I cast about for blame: hormones? The isolation of parenting for four years without extended family to lean on? That hour of work I was counting on getting done while the kid was in his class? The ever-present slightly-oily feeling that I’ve been making all the wrong decisions? Unresolved childhood issues? That book I read until 11pm wherein the protagonist is falling apart? Breakfast… did I remember to have breakfast before we rushed out the door? Or did I just feed the kidlet and scarf back a coffee? The friend who had a heart attack yesterday? The rain? The 4pm dark? Trump? I mean, I can’t blame him for everything wrong in the world today.
But seriously, how will I cope with the death of a cherished one, a terrifying medical diagnosis, my kid coming home from school in tears, the collapse of capitalism, if a cancelled class makes me want to pour a long shot from a bottle of scotch stashed above the fridge.
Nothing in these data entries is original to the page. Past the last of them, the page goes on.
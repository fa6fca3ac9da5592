//! Therapeutic effect pipeline.
//!
//! An [`EffectDecision`] is computed once per request from the resolved mood
//! and the mood history averages, then a fixed sequence of optional stages
//! is applied:
//!
//! 1. Stress reduction (40 Hz grounding tone) when average stress exceeds 6
//! 2. Anxiety relief (10 Hz alpha tone) when average anxiety exceeds 6
//! 3. At most one mood-specific stage: lifting, calming, or grounding
//!
//! Nothing persists between calls.

use serde::{Deserialize, Serialize};
use serenity_spec::{Mood, MoodEntry, NEUTRAL_LEVEL};

use crate::binaural;
use crate::waveform::{normalized_time, Waveform};

/// Averages above this trigger the history-driven stages.
pub const ACTIVATION_THRESHOLD: f64 = 6.0;

const GROUNDING_TONE_HZ: f64 = 40.0;
const GROUNDING_TONE_AMPLITUDE: f64 = 0.1;

const ALPHA_TONE_HZ: f64 = 10.0;
const ALPHA_TONE_AMPLITUDE: f64 = 0.05;

const THETA_TONE_HZ: f64 = 6.0;
const THETA_TONE_AMPLITUDE: f64 = 0.03;

const BASS_TONE_HZ: f64 = 60.0;
const BASS_TONE_AMPLITUDE: f64 = 0.2;

/// Gain added by the end of the mood-lifting ramp.
const BRIGHTNESS_RAMP: f64 = 0.3;

/// Arithmetic means of the mood history.
#[derive(Debug, Clone, Copy, PartialEq, Serialize, Deserialize)]
pub struct MoodAverages {
    /// Mean stress level.
    pub stress: f64,
    /// Mean anxiety level.
    pub anxiety: f64,
}

impl MoodAverages {
    /// Averages a history; an empty history is neutral (5.0, 5.0).
    pub fn from_history(history: &[MoodEntry]) -> Self {
        if history.is_empty() {
            tracing::debug!("empty mood history, using neutral averages");
            return Self {
                stress: NEUTRAL_LEVEL,
                anxiety: NEUTRAL_LEVEL,
            };
        }

        let n = history.len() as f64;
        Self {
            stress: history.iter().map(|e| e.stress_level).sum::<f64>() / n,
            anxiety: history.iter().map(|e| e.anxiety_level).sum::<f64>() / n,
        }
    }
}

/// Mood-specific stage, at most one per request.
#[derive(Debug, Clone, Copy, PartialEq, Eq, Hash, Serialize, Deserialize)]
#[serde(rename_all = "snake_case")]
pub enum MoodEffect {
    /// Linear brightness ramp `1 + 0.3·t` (sad).
    MoodLifting,
    /// 6 Hz theta tone at 0.03 (anxious).
    Calming,
    /// 60 Hz bass tone at 0.2 (energetic).
    Grounding,
}

impl MoodEffect {
    /// Stage selected by the primary mood, if any.
    pub fn for_mood(mood: Mood) -> Option<Self> {
        match mood {
            Mood::Sad => Some(MoodEffect::MoodLifting),
            Mood::Anxious => Some(MoodEffect::Calming),
            Mood::Energetic => Some(MoodEffect::Grounding),
            Mood::Calm | Mood::Peaceful | Mood::Happy | Mood::Stressed => None,
        }
    }

    /// Stage name used in metadata and logs.
    pub fn as_str(&self) -> &'static str {
        match self {
            MoodEffect::MoodLifting => "mood_lifting",
            MoodEffect::Calming => "calming",
            MoodEffect::Grounding => "grounding",
        }
    }

    /// Applies this stage.
    pub fn apply(&self, waveform: Waveform) -> Waveform {
        match self {
            MoodEffect::MoodLifting => apply_mood_lifting(waveform),
            MoodEffect::Calming => waveform.add_sine(THETA_TONE_HZ, THETA_TONE_AMPLITUDE),
            MoodEffect::Grounding => waveform.add_sine(BASS_TONE_HZ, BASS_TONE_AMPLITUDE),
        }
    }
}

/// Which optional stages run for a request.
#[derive(Debug, Clone, Copy, PartialEq, Serialize, Deserialize)]
pub struct EffectDecision {
    /// Averages the flags were derived from.
    pub averages: MoodAverages,
    /// Average stress above the threshold.
    pub apply_stress_reduction: bool,
    /// Average anxiety above the threshold.
    pub apply_anxiety_relief: bool,
    /// Mood-specific stage, if the mood has one.
    pub mood_specific_effect: Option<MoodEffect>,
    /// Whether the binaural overlay follows the pipeline.
    pub add_binaural: bool,
}

impl EffectDecision {
    /// Computes the decision from the resolved mood and history.
    pub fn compute(mood: Mood, history: &[MoodEntry]) -> Self {
        let averages = MoodAverages::from_history(history);
        Self {
            averages,
            apply_stress_reduction: averages.stress > ACTIVATION_THRESHOLD,
            apply_anxiety_relief: averages.anxiety > ACTIVATION_THRESHOLD,
            mood_specific_effect: MoodEffect::for_mood(mood),
            add_binaural: binaural::should_apply(mood),
        }
    }
}

/// Adds the 40 Hz grounding tone.
pub fn apply_stress_reduction(waveform: Waveform) -> Waveform {
    waveform.add_sine(GROUNDING_TONE_HZ, GROUNDING_TONE_AMPLITUDE)
}

/// Adds the 10 Hz alpha tone.
pub fn apply_anxiety_relief(waveform: Waveform) -> Waveform {
    waveform.add_sine(ALPHA_TONE_HZ, ALPHA_TONE_AMPLITUDE)
}

fn apply_mood_lifting(waveform: Waveform) -> Waveform {
    let n = waveform.len();
    waveform.map_samples(|i, s| s * (1.0 + BRIGHTNESS_RAMP * normalized_time(i, n)))
}

/// Applies the history-driven and mood-driven stages in order.
///
/// The binaural overlay is not part of this pipeline; see [`crate::binaural`].
pub fn apply(waveform: Waveform, decision: &EffectDecision) -> Waveform {
    let mut waveform = waveform;
    if decision.apply_stress_reduction {
        tracing::debug!(avg_stress = decision.averages.stress, "stress reduction");
        waveform = apply_stress_reduction(waveform);
    }
    if decision.apply_anxiety_relief {
        tracing::debug!(avg_anxiety = decision.averages.anxiety, "anxiety relief");
        waveform = apply_anxiety_relief(waveform);
    }
    if let Some(effect) = decision.mood_specific_effect {
        tracing::debug!(effect = effect.as_str(), "mood-specific stage");
        waveform = effect.apply(waveform);
    }
    waveform
}

#[cfg(test)]
mod tests {
    use super::*;

    #[test]
    fn test_empty_history_is_neutral() {
        let averages = MoodAverages::from_history(&[]);
        assert_eq!(averages.stress, 5.0);
        assert_eq!(averages.anxiety, 5.0);

        for mood in Mood::ALL {
            let decision = EffectDecision::compute(mood, &[]);
            assert!(!decision.apply_stress_reduction);
            assert!(!decision.apply_anxiety_relief);
        }
    }

    #[test]
    fn test_averages_are_arithmetic_means() {
        let history = [MoodEntry::new(9.0, 2.0), MoodEntry::new(5.0, 4.0)];
        let averages = MoodAverages::from_history(&history);
        assert_eq!(averages.stress, 7.0);
        assert_eq!(averages.anxiety, 3.0);

        let decision = EffectDecision::compute(Mood::Calm, &history);
        assert!(decision.apply_stress_reduction);
        assert!(!decision.apply_anxiety_relief);
    }

    #[test]
    fn test_threshold_is_strict() {
        let decision = EffectDecision::compute(Mood::Calm, &[MoodEntry::new(6.0, 6.0)]);
        assert!(!decision.apply_stress_reduction);
        assert!(!decision.apply_anxiety_relief);
    }

    #[test]
    fn test_mood_specific_selection() {
        assert_eq!(MoodEffect::for_mood(Mood::Sad), Some(MoodEffect::MoodLifting));
        assert_eq!(MoodEffect::for_mood(Mood::Anxious), Some(MoodEffect::Calming));
        assert_eq!(MoodEffect::for_mood(Mood::Energetic), Some(MoodEffect::Grounding));
        assert_eq!(MoodEffect::for_mood(Mood::Calm), None);
        assert_eq!(MoodEffect::for_mood(Mood::Stressed), None);
    }

    #[test]
    fn test_neutral_calm_is_identity() {
        let input = Waveform::from_samples(vec![0.1, -0.2, 0.3], 22050);
        let decision = EffectDecision::compute(Mood::Calm, &[]);
        assert_eq!(apply(input.clone(), &decision), input);
    }

    #[test]
    fn test_mood_lifting_ramp() {
        let out = MoodEffect::MoodLifting.apply(Waveform::from_samples(vec![1.0; 11], 22050));
        assert_eq!(out.samples()[0], 1.0);
        assert!((out.samples()[5] - 1.15).abs() < 1e-12);
        assert!((out.samples()[10] - 1.3).abs() < 1e-12);
    }

    #[test]
    fn test_additive_stages_inject_their_tones() {
        let silent = Waveform::silence(22050, 22050);

        let grounding = apply_stress_reduction(silent.clone());
        assert!((grounding.peak() - 0.1).abs() < 1e-3);

        let alpha = apply_anxiety_relief(silent.clone());
        assert!((alpha.peak() - 0.05).abs() < 1e-3);

        let theta = MoodEffect::Calming.apply(silent.clone());
        assert!((theta.peak() - 0.03).abs() < 1e-3);

        let bass = MoodEffect::Grounding.apply(silent);
        assert!((bass.peak() - 0.2).abs() < 1e-3);
    }

    #[test]
    fn test_full_pipeline_for_anxious_history() {
        let decision = EffectDecision::compute(Mood::Anxious, &[MoodEntry::new(9.0, 9.0)]);
        assert!(decision.apply_stress_reduction);
        assert!(decision.apply_anxiety_relief);
        assert_eq!(decision.mood_specific_effect, Some(MoodEffect::Calming));
        assert!(decision.add_binaural);

        let out = apply(Waveform::silence(22050, 22050), &decision);
        let expected = Waveform::silence(22050, 22050)
            .add_sine(40.0, 0.1)
            .add_sine(10.0, 0.05)
            .add_sine(6.0, 0.03);
        assert_eq!(out, expected);
    }
}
When I noticed this urge, with curiosity and alarm, I felt a sudden tidal wave of compassion, and awe, for the people who struggle with the urge every single day. For whom it is a pattern, a multi-generational habit, a well worn neural pathway, a physical craving. How tough and brave and strong and quick and clever they must be, to continually substitute something else, some other response, some other action, instead. How hard it must be when they fall, to get back up again, forgive themselves, start over. How strangely powerful that desire was, when it came. How many tools I have for resisting it. And yet, there it was.
A friend who had been suffering some panic attacks told me that she was counseled that the simple act of thinking of something to do for yourself, and initiating it – just making a cup of tea, or running the bath – is enough, to change the spiral your brain is heading in. Just that.
A glass of water, a piece of fruit, a drum, a facecloth to splash cold water on your face, the radio dial, your waterproof jacket, a notebook and pen, the dog’s leash, a friend… reaching for self-care.
Practiced daily (and in hindsight, I think that the skipping breakfast thing was at the root of my micro melt-down), basic self-care leads to greater individual resilience.
Individual resilience amplifies into community resilience.
It seems so obvious. Almost too simple. That the way to create a better world starts with remembering to make yourself breakfast. But motherhood has a funny way of making your own breakfast the least important thing on your to-do list. And capitalism and entitled bosses and economic stress have a funny way of making work seem like it should rank over heading to a yoga class, or powering down the computer to go for a walk at lunch time. Internalizing any of the messages that institutionalized racism bombards one with probably makes treating self with tenderness and dignity a bit of a battle too.
But here’s the thing. Maybe we owe it to each other. I owe it to the people I encounter in my day to eat breakfast, so I don’t start crying, or drinking, if there’s a glitch in the operations.
Self-care. Resilience. Strong communities.
They’re stepping stones. Leading the way to all of us knowing what to reach for, when that moment of feeling undone rises up — an apple, a journal, the running shoes, the faucet, each other.
So, breakfast. A good place to start.
The Velocity Project: how to slow the f*&k down and still achieve optimum productivity and life happiness is a biweekly column that runs in the Whistler Question. This piece will run in the December 19 2018 issue, where they will probably run it alongside a stock photo of a healthy balanced breakfast, because that’s easier to find, and look at, than a middle-aged woman unravelling because her kid’s mini scientist class got cancelled and no one called her.